• _EXERCISE DETAILS_: Give back all of the data, word for word.

Saved data entries:
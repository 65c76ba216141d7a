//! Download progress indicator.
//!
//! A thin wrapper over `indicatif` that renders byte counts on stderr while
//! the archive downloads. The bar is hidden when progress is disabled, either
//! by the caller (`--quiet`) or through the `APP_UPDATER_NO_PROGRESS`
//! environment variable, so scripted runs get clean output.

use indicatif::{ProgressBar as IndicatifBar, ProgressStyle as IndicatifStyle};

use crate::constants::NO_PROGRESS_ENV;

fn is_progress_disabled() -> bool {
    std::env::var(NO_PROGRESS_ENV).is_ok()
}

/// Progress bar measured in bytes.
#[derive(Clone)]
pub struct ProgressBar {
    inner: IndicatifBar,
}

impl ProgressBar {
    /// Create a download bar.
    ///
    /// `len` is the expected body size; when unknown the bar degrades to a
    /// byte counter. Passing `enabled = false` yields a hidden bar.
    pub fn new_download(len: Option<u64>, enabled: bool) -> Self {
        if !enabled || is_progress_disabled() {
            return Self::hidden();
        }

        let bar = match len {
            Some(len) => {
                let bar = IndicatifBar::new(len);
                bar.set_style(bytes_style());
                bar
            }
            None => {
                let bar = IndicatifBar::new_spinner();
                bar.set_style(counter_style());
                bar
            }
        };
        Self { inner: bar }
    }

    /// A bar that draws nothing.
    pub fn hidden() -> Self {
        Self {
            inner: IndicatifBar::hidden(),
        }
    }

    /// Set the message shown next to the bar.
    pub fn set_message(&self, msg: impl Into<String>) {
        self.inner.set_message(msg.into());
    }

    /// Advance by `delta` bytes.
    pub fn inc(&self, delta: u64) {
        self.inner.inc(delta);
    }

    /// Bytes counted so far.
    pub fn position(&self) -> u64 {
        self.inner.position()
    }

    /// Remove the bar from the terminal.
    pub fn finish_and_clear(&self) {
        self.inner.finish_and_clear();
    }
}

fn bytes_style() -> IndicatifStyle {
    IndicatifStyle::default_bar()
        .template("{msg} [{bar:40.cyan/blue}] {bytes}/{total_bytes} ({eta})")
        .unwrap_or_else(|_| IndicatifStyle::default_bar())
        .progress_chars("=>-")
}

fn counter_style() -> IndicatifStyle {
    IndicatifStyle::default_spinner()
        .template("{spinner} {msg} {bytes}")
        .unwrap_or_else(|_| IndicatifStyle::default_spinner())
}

• _RESPONSE TO THE TASK_:
repository 65c76ba216141d7a
//! Download progress indicator.
//!
//! A thin wrapper over `indicatif` that renders byte counts on stderr while
//! the archive downloads. The bar is hidden when progress is disabled, either
//! by the caller (`--quiet`) or through the `APP_UPDATER_NO_PROGRESS`
//! environment variable, so scripted runs get clean output.

use indicatif::{ProgressBar as IndicatifBar, ProgressStyle as IndicatifStyle};

use crate::constants::NO_PROGRESS_ENV;

fn is_progress_disabled() -> bool {
    std::env::var(NO_PROGRESS_ENV).is_ok()
}

/// Progress bar measured in bytes.
#[derive(Clone)]
pub struct ProgressBar {
    inner: IndicatifBar,
}

impl ProgressBar {
    /// Create a download bar.
    ///
    /// `len` is the expected body size; when unknown the bar degrades to a
    /// byte counter. Passing `enabled = false` yields a hidden bar.
    pub fn new_download(len: Option<u64>, enabled: bool) -> Self {
        if !enabled || is_progress_disabled() {
            return Self::hidden();
        }

        let bar = match len {
            Some(len) => {
                let bar = IndicatifBar::new(len);
                bar.set_style(bytes_style());
                bar
            }
            None => {
                let bar = IndicatifBar::new_spinner();
                bar.set_style(counter_style());
                bar
            }
        };
        Self { inner: bar }
    }

    /// A bar that draws nothing.
    pub fn hidden() -> Self {
        Self {
            inner: IndicatifBar::hidden(),
        }
    }

    /// Set the message shown next to the bar.
    pub fn set_message(&self, msg: impl Into<String>) {
        self.inner.set_message(msg.into());
    }

    /// Advance by `delta` bytes.
    pub fn inc(&self, delta: u64) {
        self.inner.inc(delta);
    }

    /// Bytes counted so far.
    pub fn position(&self) -> u64 {
        self.inner.position()
    }

    /// Remove the bar from the terminal.
    pub fn finish_and_clear(&self) {
        self.inner.finish_and_clear();
    }
}

fn bytes_style() -> IndicatifStyle {
    IndicatifStyle::default_bar()
        .template("{msg} [{bar:40.cyan/blue}] {bytes}/{total_bytes} ({eta})")
        .unwrap_or_else(|_| IndicatifStyle::default_bar())
        .progress_chars("=>-")
}

fn counter_style() -> IndicatifStyle {
    IndicatifStyle::default_spinner()
        .template("{spinner} {msg} {bytes}")
        .unwrap_or_else(|_| IndicatifStyle::default_spinner())
}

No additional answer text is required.